Pull out each line of the records holding the string "usize".

Stored data:
────────

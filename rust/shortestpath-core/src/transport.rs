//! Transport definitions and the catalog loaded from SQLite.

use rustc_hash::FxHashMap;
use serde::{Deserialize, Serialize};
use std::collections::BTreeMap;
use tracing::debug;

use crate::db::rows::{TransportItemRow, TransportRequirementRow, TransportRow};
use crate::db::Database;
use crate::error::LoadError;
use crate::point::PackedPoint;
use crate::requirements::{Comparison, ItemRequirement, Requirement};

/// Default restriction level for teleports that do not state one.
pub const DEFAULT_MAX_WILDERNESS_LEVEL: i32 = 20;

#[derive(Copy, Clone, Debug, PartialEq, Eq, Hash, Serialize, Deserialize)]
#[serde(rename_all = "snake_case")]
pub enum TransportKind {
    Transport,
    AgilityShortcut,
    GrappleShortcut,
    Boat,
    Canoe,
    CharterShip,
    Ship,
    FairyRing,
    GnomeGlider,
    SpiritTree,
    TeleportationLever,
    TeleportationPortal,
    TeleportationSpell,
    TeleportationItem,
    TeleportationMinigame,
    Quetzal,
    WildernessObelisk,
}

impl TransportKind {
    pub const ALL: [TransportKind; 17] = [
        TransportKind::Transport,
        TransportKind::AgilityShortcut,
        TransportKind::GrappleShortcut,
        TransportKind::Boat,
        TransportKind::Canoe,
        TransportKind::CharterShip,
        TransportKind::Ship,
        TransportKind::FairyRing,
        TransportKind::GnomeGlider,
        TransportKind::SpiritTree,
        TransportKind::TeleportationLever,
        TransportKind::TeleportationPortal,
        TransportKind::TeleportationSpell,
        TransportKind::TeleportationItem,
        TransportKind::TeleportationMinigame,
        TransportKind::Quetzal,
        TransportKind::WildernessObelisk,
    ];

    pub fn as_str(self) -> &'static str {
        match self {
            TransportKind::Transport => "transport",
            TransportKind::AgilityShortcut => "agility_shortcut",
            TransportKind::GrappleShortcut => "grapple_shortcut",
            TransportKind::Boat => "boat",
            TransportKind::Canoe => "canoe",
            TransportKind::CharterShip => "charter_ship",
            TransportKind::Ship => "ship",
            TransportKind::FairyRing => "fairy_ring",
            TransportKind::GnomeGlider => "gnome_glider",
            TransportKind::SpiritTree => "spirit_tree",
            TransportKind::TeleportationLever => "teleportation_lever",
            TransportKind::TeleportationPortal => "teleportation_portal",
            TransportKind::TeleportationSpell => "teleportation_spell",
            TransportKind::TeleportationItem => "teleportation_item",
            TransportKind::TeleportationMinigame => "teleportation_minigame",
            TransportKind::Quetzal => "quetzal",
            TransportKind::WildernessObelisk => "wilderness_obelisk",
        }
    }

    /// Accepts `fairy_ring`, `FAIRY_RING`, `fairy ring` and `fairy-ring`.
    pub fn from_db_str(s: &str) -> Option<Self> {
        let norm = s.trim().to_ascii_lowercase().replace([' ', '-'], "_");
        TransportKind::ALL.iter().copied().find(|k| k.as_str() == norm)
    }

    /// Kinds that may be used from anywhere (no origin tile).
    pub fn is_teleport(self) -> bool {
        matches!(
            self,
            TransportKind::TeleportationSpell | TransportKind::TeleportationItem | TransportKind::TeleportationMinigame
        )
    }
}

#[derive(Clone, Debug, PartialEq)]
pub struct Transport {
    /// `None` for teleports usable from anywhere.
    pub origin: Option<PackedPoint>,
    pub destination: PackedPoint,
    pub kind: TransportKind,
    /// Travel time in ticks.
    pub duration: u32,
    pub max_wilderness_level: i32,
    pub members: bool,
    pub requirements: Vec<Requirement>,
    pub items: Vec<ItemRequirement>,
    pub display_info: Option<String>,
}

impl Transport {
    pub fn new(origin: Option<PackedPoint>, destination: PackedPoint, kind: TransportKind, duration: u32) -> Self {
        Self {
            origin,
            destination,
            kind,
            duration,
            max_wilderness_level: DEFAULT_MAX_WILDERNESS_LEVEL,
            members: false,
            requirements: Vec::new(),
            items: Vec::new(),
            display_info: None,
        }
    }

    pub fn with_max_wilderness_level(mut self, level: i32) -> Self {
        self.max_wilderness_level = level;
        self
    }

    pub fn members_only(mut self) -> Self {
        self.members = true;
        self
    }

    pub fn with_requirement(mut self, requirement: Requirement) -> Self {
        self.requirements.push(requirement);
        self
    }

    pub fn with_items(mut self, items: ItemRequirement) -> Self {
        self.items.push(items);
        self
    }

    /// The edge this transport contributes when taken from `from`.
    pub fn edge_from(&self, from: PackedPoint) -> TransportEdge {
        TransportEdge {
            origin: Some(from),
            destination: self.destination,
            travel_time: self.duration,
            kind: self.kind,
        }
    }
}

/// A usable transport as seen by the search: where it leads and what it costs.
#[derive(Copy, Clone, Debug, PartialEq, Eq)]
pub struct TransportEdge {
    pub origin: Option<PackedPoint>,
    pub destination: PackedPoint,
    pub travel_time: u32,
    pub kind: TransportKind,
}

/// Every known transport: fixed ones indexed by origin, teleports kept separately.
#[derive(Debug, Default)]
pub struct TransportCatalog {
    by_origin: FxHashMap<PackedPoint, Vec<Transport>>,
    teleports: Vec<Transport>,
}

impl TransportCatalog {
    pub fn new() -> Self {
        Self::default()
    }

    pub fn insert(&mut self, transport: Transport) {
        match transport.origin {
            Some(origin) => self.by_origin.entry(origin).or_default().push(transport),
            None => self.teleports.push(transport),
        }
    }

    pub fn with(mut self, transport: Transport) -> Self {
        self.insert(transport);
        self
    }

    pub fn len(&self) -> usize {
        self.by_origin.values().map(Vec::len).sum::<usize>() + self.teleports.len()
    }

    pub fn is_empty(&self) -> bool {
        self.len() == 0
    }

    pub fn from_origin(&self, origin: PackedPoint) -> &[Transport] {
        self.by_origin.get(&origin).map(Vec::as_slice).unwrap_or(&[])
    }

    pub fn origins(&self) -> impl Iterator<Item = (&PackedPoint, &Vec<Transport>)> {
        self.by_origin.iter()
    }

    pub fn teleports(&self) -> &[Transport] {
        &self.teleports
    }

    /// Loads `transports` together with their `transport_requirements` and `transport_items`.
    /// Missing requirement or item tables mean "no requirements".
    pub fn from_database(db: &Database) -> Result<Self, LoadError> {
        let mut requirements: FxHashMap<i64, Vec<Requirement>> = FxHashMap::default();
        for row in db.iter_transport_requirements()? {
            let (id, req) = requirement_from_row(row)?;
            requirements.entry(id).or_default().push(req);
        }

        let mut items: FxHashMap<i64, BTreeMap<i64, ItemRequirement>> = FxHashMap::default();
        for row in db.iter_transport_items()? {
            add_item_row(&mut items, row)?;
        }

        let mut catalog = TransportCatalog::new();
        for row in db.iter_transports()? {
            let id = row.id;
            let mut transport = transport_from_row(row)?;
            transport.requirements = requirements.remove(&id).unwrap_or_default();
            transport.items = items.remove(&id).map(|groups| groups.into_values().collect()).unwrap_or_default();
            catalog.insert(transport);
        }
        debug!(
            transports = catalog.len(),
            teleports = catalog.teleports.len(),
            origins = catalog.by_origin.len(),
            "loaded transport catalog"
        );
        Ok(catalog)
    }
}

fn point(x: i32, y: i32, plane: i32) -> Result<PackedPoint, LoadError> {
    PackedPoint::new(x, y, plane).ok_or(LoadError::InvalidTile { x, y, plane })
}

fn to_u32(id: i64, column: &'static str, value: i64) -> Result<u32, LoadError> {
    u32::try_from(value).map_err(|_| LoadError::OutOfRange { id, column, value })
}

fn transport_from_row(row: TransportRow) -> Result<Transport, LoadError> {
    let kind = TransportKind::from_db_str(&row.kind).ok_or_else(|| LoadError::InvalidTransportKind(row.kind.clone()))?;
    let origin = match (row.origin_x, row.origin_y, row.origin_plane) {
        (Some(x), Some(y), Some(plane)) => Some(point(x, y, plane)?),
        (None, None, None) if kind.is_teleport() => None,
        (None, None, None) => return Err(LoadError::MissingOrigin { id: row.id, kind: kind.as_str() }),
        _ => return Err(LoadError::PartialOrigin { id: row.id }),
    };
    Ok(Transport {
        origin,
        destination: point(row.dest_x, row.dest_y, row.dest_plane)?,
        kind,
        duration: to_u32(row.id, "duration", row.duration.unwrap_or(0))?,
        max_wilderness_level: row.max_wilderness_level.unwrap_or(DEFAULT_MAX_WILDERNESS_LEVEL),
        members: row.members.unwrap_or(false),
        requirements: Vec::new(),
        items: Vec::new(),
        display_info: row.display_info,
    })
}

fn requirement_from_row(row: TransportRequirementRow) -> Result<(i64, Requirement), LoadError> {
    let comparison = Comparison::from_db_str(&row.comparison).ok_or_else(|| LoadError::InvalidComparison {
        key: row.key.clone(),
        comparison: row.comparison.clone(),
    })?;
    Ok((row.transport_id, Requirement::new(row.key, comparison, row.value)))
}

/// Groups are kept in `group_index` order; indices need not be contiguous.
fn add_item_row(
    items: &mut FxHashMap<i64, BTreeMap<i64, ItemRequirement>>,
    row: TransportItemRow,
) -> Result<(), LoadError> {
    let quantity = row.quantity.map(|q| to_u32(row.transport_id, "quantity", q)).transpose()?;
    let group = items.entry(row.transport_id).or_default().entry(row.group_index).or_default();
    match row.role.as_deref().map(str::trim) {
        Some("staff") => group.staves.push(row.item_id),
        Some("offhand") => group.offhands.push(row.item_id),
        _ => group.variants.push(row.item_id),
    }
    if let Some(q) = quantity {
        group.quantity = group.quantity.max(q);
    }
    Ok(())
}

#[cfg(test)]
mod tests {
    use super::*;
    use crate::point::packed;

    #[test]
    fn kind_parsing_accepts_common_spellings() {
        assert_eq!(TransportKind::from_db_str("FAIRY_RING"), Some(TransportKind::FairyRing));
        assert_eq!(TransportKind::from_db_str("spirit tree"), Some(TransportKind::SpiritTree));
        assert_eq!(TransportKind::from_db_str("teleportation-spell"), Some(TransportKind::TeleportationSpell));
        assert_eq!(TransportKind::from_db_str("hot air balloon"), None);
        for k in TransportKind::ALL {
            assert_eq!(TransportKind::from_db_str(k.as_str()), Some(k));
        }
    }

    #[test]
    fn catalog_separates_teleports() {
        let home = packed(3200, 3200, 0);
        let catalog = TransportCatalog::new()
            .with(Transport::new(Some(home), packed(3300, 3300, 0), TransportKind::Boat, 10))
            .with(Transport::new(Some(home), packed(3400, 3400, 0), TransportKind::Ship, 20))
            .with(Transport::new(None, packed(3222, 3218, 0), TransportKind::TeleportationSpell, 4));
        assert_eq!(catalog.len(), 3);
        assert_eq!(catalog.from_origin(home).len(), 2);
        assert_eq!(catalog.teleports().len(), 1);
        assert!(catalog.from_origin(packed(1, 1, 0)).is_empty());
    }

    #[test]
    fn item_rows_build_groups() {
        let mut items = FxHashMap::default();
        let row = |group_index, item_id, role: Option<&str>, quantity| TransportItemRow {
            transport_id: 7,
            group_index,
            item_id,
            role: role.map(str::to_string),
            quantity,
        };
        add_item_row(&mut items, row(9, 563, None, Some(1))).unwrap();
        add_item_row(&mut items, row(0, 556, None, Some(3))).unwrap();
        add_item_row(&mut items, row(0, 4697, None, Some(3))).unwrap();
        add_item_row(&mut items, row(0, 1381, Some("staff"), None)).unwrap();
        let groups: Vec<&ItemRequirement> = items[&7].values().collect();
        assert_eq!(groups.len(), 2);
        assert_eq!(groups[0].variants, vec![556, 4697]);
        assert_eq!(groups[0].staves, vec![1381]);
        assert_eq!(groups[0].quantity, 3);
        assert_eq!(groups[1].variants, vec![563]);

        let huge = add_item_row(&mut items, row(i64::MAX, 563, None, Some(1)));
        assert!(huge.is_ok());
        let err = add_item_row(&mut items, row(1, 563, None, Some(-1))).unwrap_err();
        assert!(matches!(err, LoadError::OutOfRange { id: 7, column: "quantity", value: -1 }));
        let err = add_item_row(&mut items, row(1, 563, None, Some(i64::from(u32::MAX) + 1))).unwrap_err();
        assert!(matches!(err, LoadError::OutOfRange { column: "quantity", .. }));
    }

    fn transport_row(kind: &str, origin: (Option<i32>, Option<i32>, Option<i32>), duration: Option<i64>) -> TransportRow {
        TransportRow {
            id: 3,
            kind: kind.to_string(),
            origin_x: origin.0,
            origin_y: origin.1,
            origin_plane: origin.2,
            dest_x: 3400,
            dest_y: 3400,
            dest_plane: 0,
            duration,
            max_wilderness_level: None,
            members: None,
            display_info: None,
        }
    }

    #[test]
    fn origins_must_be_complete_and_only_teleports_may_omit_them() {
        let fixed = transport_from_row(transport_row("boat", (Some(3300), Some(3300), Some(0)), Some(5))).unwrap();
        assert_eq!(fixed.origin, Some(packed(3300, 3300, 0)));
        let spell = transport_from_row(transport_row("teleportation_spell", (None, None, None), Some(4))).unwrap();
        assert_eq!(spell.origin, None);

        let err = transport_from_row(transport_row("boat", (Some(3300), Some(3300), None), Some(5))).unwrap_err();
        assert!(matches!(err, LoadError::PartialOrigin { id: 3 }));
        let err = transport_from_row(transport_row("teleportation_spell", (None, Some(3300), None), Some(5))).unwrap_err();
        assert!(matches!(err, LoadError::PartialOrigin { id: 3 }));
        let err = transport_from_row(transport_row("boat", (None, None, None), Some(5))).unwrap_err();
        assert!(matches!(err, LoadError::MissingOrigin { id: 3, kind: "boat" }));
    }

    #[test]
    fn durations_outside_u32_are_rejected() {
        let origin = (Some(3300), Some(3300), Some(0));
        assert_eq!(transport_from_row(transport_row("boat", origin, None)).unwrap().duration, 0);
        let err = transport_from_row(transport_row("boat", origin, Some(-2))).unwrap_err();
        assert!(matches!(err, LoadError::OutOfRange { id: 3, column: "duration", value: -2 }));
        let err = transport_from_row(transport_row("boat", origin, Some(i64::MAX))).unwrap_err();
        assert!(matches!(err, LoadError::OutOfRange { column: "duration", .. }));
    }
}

────────

TASK ANSWER:
    pub fn len(&self) -> usize {
        self.by_origin.values().map(Vec::len).sum::<usize>() + self.teleports.len()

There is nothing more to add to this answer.